Photo by Jason Leung on Unsplash

In most industrial settings, health-and-safety rules demand that appropriate protective gear be worn, including the donning of ear defenders in high decibel environments.  Yet, when it comes to our investing health and safety, we have little in the way of regulatory guidance except the obligatory phrase ‘past performance is no guide to future performance’ to protect ourselves from the noise of market outcomes – particularly when investing without a financial plan and the guidance of a financial planner.  This can lead to an over emphasis on short term performance and the potential to make bad decisions based on our emotions.

Investing in markets is a very noisy business and some form of ‘ear defenders’ are required.  Given that markets do a pretty good job incorporating information into prices, they tend to move randomly on the release of new information.  Many investors are probably wondering today what returns will be like from equities in the final months of 2020 and perhaps next year too.  Basically, nobody knows (and don’t believe anyone who claims they do!).  The chart below illustrates the monthly returns every year, from January 1970 to August 2020.  As you can see, there is a lot of noise in the data.

Chart 1: Monthly returns of global developed market equities are very noisy

Data source: DFA Returns Web – MSCI World Index (net divs, GBP)

The only ear defenders we do have are behavioural.  We must keep our true investment horizons – 20 to 30 years or more, in many cases – at the forefront of our minds, accept that investing is a two steps forward, one step back process.  As we say to all our clients, don’t look at your investment portfolios too frequently and instead stick to your long term plan.
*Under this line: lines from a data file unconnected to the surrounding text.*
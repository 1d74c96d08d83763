use serde::{Deserialize, Deserializer};

use crate::address::Cell;

#[derive(Debug, Clone, Copy, PartialEq, Eq)]
pub enum AccountStatus {
    Active,
    Uninit,
    Frozen,
    Nonexist,
}

impl AccountStatus {
    /// Maps the status names used by all three dialects.
    #[must_use]
    pub fn from_wire(value: &str) -> Self {
        match value {
            "active" => Self::Active,
            "uninit" | "uninitialized" => Self::Uninit,
            "frozen" => Self::Frozen,
            _ => Self::Nonexist,
        }
    }
}

/// Logical time and hash of an account's latest transaction.
#[derive(Debug, Clone, PartialEq, Eq)]
pub struct TransactionId {
    pub lt: u64,
    pub hash: String,
}

#[derive(Debug, Clone, PartialEq, Eq)]
pub struct AccountState {
    pub status: AccountStatus,
    pub balance: u64,
    pub last_transaction: Option<TransactionId>,
}

impl AccountState {
    #[must_use]
    pub const fn is_active(&self) -> bool {
        matches!(self.status, AccountStatus::Active)
    }
}

/// The parts of a transaction the verifier classifies on.
#[derive(Debug, Clone, PartialEq, Eq, Default)]
pub struct TransactionInfo {
    pub hash: String,
    pub lt: u64,
    pub utime: u64,
    /// Compute phase exit code; `None` when the compute phase was skipped.
    pub exit_code: Option<i32>,
    pub aborted: bool,
    /// Explicit status, only reported by some dialects.
    pub success: Option<bool>,
    pub total_fees: u64,
}

#[derive(Debug, Clone, PartialEq, Eq)]
pub enum StackItem {
    Int(i128),
    Cell(Cell),
    Null,
    Unsupported(String),
}

#[derive(Debug, Clone, PartialEq, Eq)]
pub struct GetMethodResult {
    pub exit_code: i32,
    pub stack: Vec<StackItem>,
}

impl GetMethodResult {
    #[must_use]
    pub fn first_int(&self) -> Option<i128> {
        match self.stack.first()? {
            StackItem::Int(value) => Some(*value),
            _ => None,
        }
    }
}

/// Parses `"0x1f"`, `"-0x1"` or plain decimal integers.
pub(crate) fn parse_int(value: &str) -> Option<i128> {
    let trimmed = value.trim();
    let (negative, digits) = match trimmed.strip_prefix('-') {
        Some(rest) => (true, rest),
        None => (false, trimmed),
    };
    let parsed = match digits
        .strip_prefix("0x")
        .or_else(|| digits.strip_prefix("0X"))
    {
        Some(hex_digits) => i128::from_str_radix(hex_digits, 16).ok()?,
        None => digits.parse::<i128>().ok()?,
    };
    Some(if negative { -parsed } else { parsed })
}

/// Dialects disagree on whether large integers are JSON numbers or strings.
pub(crate) fn de_u64_flexible<'de, D: Deserializer<'de>>(deserializer: D) -> Result<u64, D::Error> {
    #[derive(Deserialize)]
    #[serde(untagged)]
    enum Flexible {
        Number(u64),
        Text(String),
    }

    match Flexible::deserialize(deserializer)? {
        Flexible::Number(value) => Ok(value),
        Flexible::Text(text) => text.trim().parse().map_err(serde::de::Error::custom),
    }
}

#[cfg(test)]
mod tests {
    use super::*;

    #[test]
    fn integers_in_every_notation() {
        assert_eq!(parse_int("0x1f"), Some(31));
        assert_eq!(parse_int("-0x1"), Some(-1));
        assert_eq!(parse_int("42"), Some(42));
        assert_eq!(parse_int("zz"), None);
    }

    #[test]
    fn status_names_are_normalized() {
        assert_eq!(AccountStatus::from_wire("uninitialized"), AccountStatus::Uninit);
        assert_eq!(AccountStatus::from_wire("active"), AccountStatus::Active);
        assert_eq!(AccountStatus::from_wire("whatever"), AccountStatus::Nonexist);
    }
}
The chart below shows that even on a yearly basis, returns from equities are also noisy.  The blue dots show calendar year returns, and the red triangles show the annualised return for the decade.  Even the returns of decades are noisy.  Patience and fortitude are prerequisites for success.

Chart 2: Annual returns of global developed market equities are noisy too

Data source: DFA Returns Web – MSCI World Index (net divs, GBP)

Over this period, global developed equity markets have delivered a return of 10.9% on an annualised basis before inflation and 6.5% after inflation (but before costs).  Put another way, investors who stayed the course doubled their purchasing power every 12 years.  With those sorts of longer-term returns, try not to let the noise of the markets keep you awake.  Stick to your long term plan, make sure you’re investing in a mix of assets that’s based on your risk profile and don’t look at your investment portfolio more frequently than once a year.



This blog is intended for information purposes only and no action should be taken or refrained from being taken as a consequence without consulting a suitably qualified and regulated person.  Your capital is at risk when investing.  Past performance is not a reliable indicator of future results.